#### WHAT TO PRODUCE
Copy out every line of the data where the word "overlaps" is found.

Stored data:

*** Begin section ***

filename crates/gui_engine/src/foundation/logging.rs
//! Logging utilities and structured logging support

pub use log::{debug, error, info, trace, warn};

/// Initialize the logging system
pub fn init() {
    env_logger::init();
}
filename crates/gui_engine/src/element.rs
//! GUI element trait and deferred action queue

use crate::events::{
    CursorType, DragPayload, GuiCommandEvent, GuiMouseEvent, GuiTextInputEvent,
    GuiVirtualButtonEvent,
};
use crate::foundation::collections::{ElementId, WidgetId};
use crate::foundation::math::{RectI, Vec2I};
use crate::render::{GuiVertex, SpriteMaterialInfo};

/// A single interactive/visual primitive owned by a widget
///
/// Elements are stored behind stable [`ElementId`] handles in the GUI
/// manager's arena. Event handlers may not call back into the manager while
/// it is dispatching; side effects (destroying elements, changing focus,
/// starting a drag) are queued on [`GuiActions`] instead and drained by the
/// manager at a fixed point after dispatch.
///
/// An element may consist of several render sub-elements, each contributing
/// its own quads and material to the batcher (per-glyph text runs are the
/// typical case).
pub trait GuiElement {
    /// Paint-order key. Lower values draw later, i.e. closer to the viewer.
    fn depth(&self) -> u32;

    /// Layout area in widget-local coordinates
    fn bounds(&self) -> RectI;

    /// Whether the element takes part in hit-testing and rendering
    fn is_visible(&self) -> bool {
        true
    }

    /// Bounds after clipping by parent containers, widget-local
    fn clipped_bounds(&self) -> RectI {
        self.bounds()
    }

    /// Hit test in widget-local coordinates
    fn in_bounds(&self, local_pos: Vec2I) -> bool {
        self.clipped_bounds().contains(local_pos)
    }

    /// Number of independently batched render pieces
    fn num_render_elements(&self) -> u32 {
        0
    }

    /// Paint depth of one render sub-element
    fn render_element_depth(&self, render_element: u32) -> u32 {
        let _ = render_element;
        self.depth()
    }

    /// Number of quads one render sub-element contributes
    fn num_quads(&self, render_element: u32) -> u32 {
        let _ = render_element;
        0
    }

    /// Material of one render sub-element
    fn material(&self, render_element: u32) -> SpriteMaterialInfo {
        let _ = render_element;
        SpriteMaterialInfo::default()
    }

    /// Write the sub-element's quads into a batch buffer
    ///
    /// Vertices go to `vertices[quad_offset * 4 ..]` and indices to
    /// `indices[quad_offset * 6 ..]`. Indices are written relative to the
    /// element's own first vertex; the batcher rebases them.
    fn fill_buffer(
        &self,
        vertices: &mut [GuiVertex],
        indices: &mut [u32],
        quad_offset: u32,
        total_quads: u32,
        render_element: u32,
    ) {
        let _ = (vertices, indices, quad_offset, total_quads, render_element);
    }

    /// Per-frame layout refresh, called before event sweeps
    fn update_layout(&mut self) {}

    /// Return and clear the element's paint-dirty flag
    fn take_dirty(&mut self) -> bool {
        false
    }

    /// Handle a synthetic mouse event; return true to consume it
    fn mouse_event(&mut self, event: &GuiMouseEvent, actions: &mut GuiActions) -> bool {
        let _ = (event, actions);
        false
    }

    /// Handle a command event; return true to consume it
    fn command_event(&mut self, event: GuiCommandEvent, actions: &mut GuiActions) -> bool {
        let _ = (event, actions);
        false
    }

    /// Handle a text input event; return true to consume it
    fn text_event(&mut self, event: &GuiTextInputEvent, actions: &mut GuiActions) -> bool {
        let _ = (event, actions);
        false
    }

    /// Handle a virtual button event; return true to consume it
    fn virtual_button_event(
        &mut self,
        event: &GuiVirtualButtonEvent,
        actions: &mut GuiActions,
    ) -> bool {
        let _ = (event, actions);
        false
    }

    /// Whether the element would accept a drag-and-drop payload of this type
    fn accept_drag_and_drop(&self, local_pos: Vec2I, type_id: u32) -> bool {
        let _ = (local_pos, type_id);
        false
    }

    /// Cursor to show while the pointer hovers this position, if any
    fn custom_cursor(&self, local_pos: Vec2I) -> Option<CursorType> {
        let _ = local_pos;
        None
    }

    /// Tooltip text to show after a hover delay, if any
    fn tooltip(&self) -> Option<String> {
        None
    }

    /// Called while the element is being destroyed; may queue further work
    fn on_destroyed(&mut self, actions: &mut GuiActions) {
        let _ = actions;
    }
}

/// Deferred side effects queued by element handlers during dispatch
///
/// The manager drains the queue after every dispatch, so destruction marks
/// become visible before the next element is considered, while the actual
/// mutation of arenas and focus state happens outside iteration.
#[derive(Default)]
pub struct GuiActions {
    pub(crate) current_element: ElementId,
    pub(crate) destroy: Vec<ElementId>,
    pub(crate) focus_changes: Vec<(ElementId, bool)>,
    pub(crate) dirty_widgets: Vec<WidgetId>,
    pub(crate) pending_drag: Option<(u32, DragPayload, bool)>,
}

impl GuiActions {
    /// The element currently being dispatched to
    pub fn element(&self) -> ElementId {
        self.current_element
    }

    /// Queue an element for deferred destruction
    pub fn queue_destroy(&mut self, element: ElementId) {
        self.destroy.push(element);
    }

    /// Queue the currently dispatched element for deferred destruction
    pub fn queue_destroy_self(&mut self) {
        let element = self.current_element;
        self.destroy.push(element);
    }

    /// Request a focus change, applied once per frame before press handling
    pub fn set_focus(&mut self, element: ElementId, focus: bool) {
        self.focus_changes.push((element, focus));
    }

    /// Mark a widget's batches as needing a rebuild
    pub fn mark_dirty(&mut self, widget: WidgetId) {
        self.dirty_widgets.push(widget);
    }

    /// Begin a drag-and-drop payload session
    pub fn start_drag(&mut self, type_id: u32, payload: DragPayload, needs_valid_drop_target: bool) {
        self.pending_drag = Some((type_id, payload, needs_valid_drop_target));
    }
}
impl GuiManager {
    /// Rebuild cached meshes for every render target with a dirty widget
    ///
    /// Group assignment is quadratic in the number of groups per insertion;
    /// GUI scenes are small enough that a spatial index has not paid off.
    pub(crate) fn update_meshes(&mut self, pool: &mut dyn MeshPool) {
        let targets: Vec<TargetId> = self.render_data.keys().copied().collect();
        for target in targets {
            let Some(data) = self.render_data.get(&target) else {
                continue;
            };
            let needs_rebuild = data.dirty
                || data
                    .widgets
                    .iter()
                    .any(|&w| self.widgets.get(w).map_or(false, |w| w.dirty));
            if !needs_rebuild {
                continue;
            }
            self.rebuild_target_meshes(target, pool);
            self.core_dirty = true;
        }
        for (_, widget) in self.widgets.iter_mut() {
            widget.dirty = false;
        }
    }

    fn rebuild_target_meshes(&mut self, target: TargetId, pool: &mut dyn MeshPool) {
        let Some(widgets) = self.render_data.get(&target).map(|d| d.widgets.clone()) else {
            return;
        };

        // gather render sub-elements with window-space bounds
        let mut entries: Vec<BatchEntry> = Vec::new();
        for &widget_id in &widgets {
            let Some(widget) = self.widgets.get(widget_id) else {
                continue;
            };
            let transform = *widget.world_transform();
            for &element_id in widget.elements() {
                let Some(entry) = self.elements.get(element_id) else {
                    continue;
                };
                if entry.destroyed || !entry.element.is_visible() {
                    continue;
                }
                for sub in 0..entry.element.num_render_elements() {
                    if entry.element.num_quads(sub) == 0 {
                        continue;
                    }
                    entries.push(BatchEntry {
                        element: element_id,
                        widget: widget_id,
                        sub,
                        depth: entry.element.render_element_depth(sub),
                        bounds: entry.element.clipped_bounds().transform(&transform),
                    });
                }
            }
        }

        // far-to-near: higher depth paints first
        entries.sort_by(|a, b| {
            b.depth
                .cmp(&a.depth)
                .then_with(|| b.element.cmp(&a.element))
                .then_with(|| b.sub.cmp(&a.sub))
        });

        let separate_by_widget = self.config.separate_meshes_by_widget;
        let mut groups: Vec<BatchGroup> = Vec::new();
        for (idx, entry) in entries.iter().enumerate() {
            let Some(element) = self.elements.get(entry.element) else {
                continue;
            };
            let material = element.element.material(entry.sub);
            let key = material.key();

            let mut chosen = None;
            for gi in (0..groups.len()).rev() {
                let group = &groups[gi];
                if group.key != key {
                    continue;
                }
                if separate_by_widget && group.widget != Some(entry.widget) {
                    continue;
                }
                if group.depth == entry.depth {
                    chosen = Some(gi);
                    break;
                }

                // merging pulls this quad back to the group's paint position,
                // which is safe only if nothing painted in between overlaps
                // the combined bounds
                let mut union = group.bounds;
                union.encapsulate(&entry.bounds);
                let start = entry.depth;
                let end = group.depth;
                let blocked = groups.iter().enumerate().any(|(oi, other)| {
                    oi != gi
                        && ((other.min_depth >= start && other.min_depth <= end)
                            || (other.depth >= start && other.depth <= end))
                        && other.bounds.overlaps(&union)
                });
                if !blocked {
                    chosen = Some(gi);
                    break;
                }
            }

            match chosen {
                Some(gi) => {
                    let group = &mut groups[gi];
                    group.entries.push(idx);
                    group.min_depth = group.min_depth.min(entry.depth);
                    group.bounds.encapsulate(&entry.bounds);
                    if group.widget != Some(entry.widget) {
                        group.widget = None;
                    }
                }
                None => groups.push(BatchGroup {
                    key,
                    material,
                    widget: Some(entry.widget),
                    depth: entry.depth,
                    min_depth: entry.depth,
                    bounds: entry.bounds,
                    entries: vec![idx],
                }),
            }
        }

        log::debug!(
            "rebatched render target: {} sub-elements into {} groups",
            entries.len(),
            groups.len()
        );

        // paint groups far-to-near by creation depth
        let mut order: Vec<usize> = (0..groups.len()).collect();
        order.sort_by(|&a, &b| {
            groups[b]
                .depth
                .cmp(&groups[a].depth)
                .then_with(|| a.cmp(&b))
        });

        if let Some(data) = self.render_data.get_mut(&target) {
            data.release_meshes(pool);
            data.dirty = false;
        }

        let mut new_meshes = Vec::new();
        let mut new_materials = Vec::new();
        let mut new_widgets = Vec::new();

        for &gi in &order {
            let group = &groups[gi];
            let total_quads: u32 = group
                .entries
                .iter()
                .map(|&i| {
                    let e = &entries[i];
                    self.elements
                        .get(e.element)
                        .map_or(0, |el| el.element.num_quads(e.sub))
                })
                .sum();
            if total_quads == 0 {
                continue;
            }

            let mut mesh = MeshData::with_quads(total_quads);
            let mut quad_offset = 0u32;
            for &i in &group.entries {
                let e = &entries[i];
                let Some(element) = self.elements.get(e.element) else {
                    continue;
                };
                let num_quads = element.element.num_quads(e.sub);
                element.element.fill_buffer(
                    &mut mesh.vertices,
                    &mut mesh.indices,
                    quad_offset,
                    total_quads,
                    e.sub,
                );

                // rebase element-local indices into the shared mesh
                let base_vertex = quad_offset * 4;
                let index_range = (quad_offset * 6) as usize..((quad_offset + num_quads) * 6) as usize;
                for index in &mut mesh.indices[index_range] {
                    *index += base_vertex;
                }

                // mixed-widget batches bake widget transforms into vertices
                if group.widget.is_none() {
                    if let Some(widget) = self.widgets.get(e.widget) {
                        let transform = widget.world_transform();
                        let vertex_range =
                            (quad_offset * 4) as usize..((quad_offset + num_quads) * 4) as usize;
                        for vertex in &mut mesh.vertices[vertex_range] {
                            let p = transform
                                * Vec4::new(vertex.position[0], vertex.position[1], 0.0, 1.0);
                            vertex.position = [p.x, p.y];
                        }
                    }
                }

                quad_offset += num_quads;
            }

            let handle = pool.allocate(mesh);
            if handle.is_none() {
                warn!("mesh pool allocation failed, skipping one GUI batch this frame");
            }
            new_meshes.push(handle);
            new_materials.push(group.material);
            new_widgets.push(group.widget);
        }

        if let Some(data) = self.render_data.get_mut(&target) {
            data.cached_meshes = new_meshes;
            data.cached_materials = new_materials;
            data.cached_widgets_per_mesh = new_widgets;
        }
    }
}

*** End section ***

#### ANSWER TO THE PROBLEM
                // which is safe only if nothing painted in between overlaps
                        && other.bounds.overlaps(&union)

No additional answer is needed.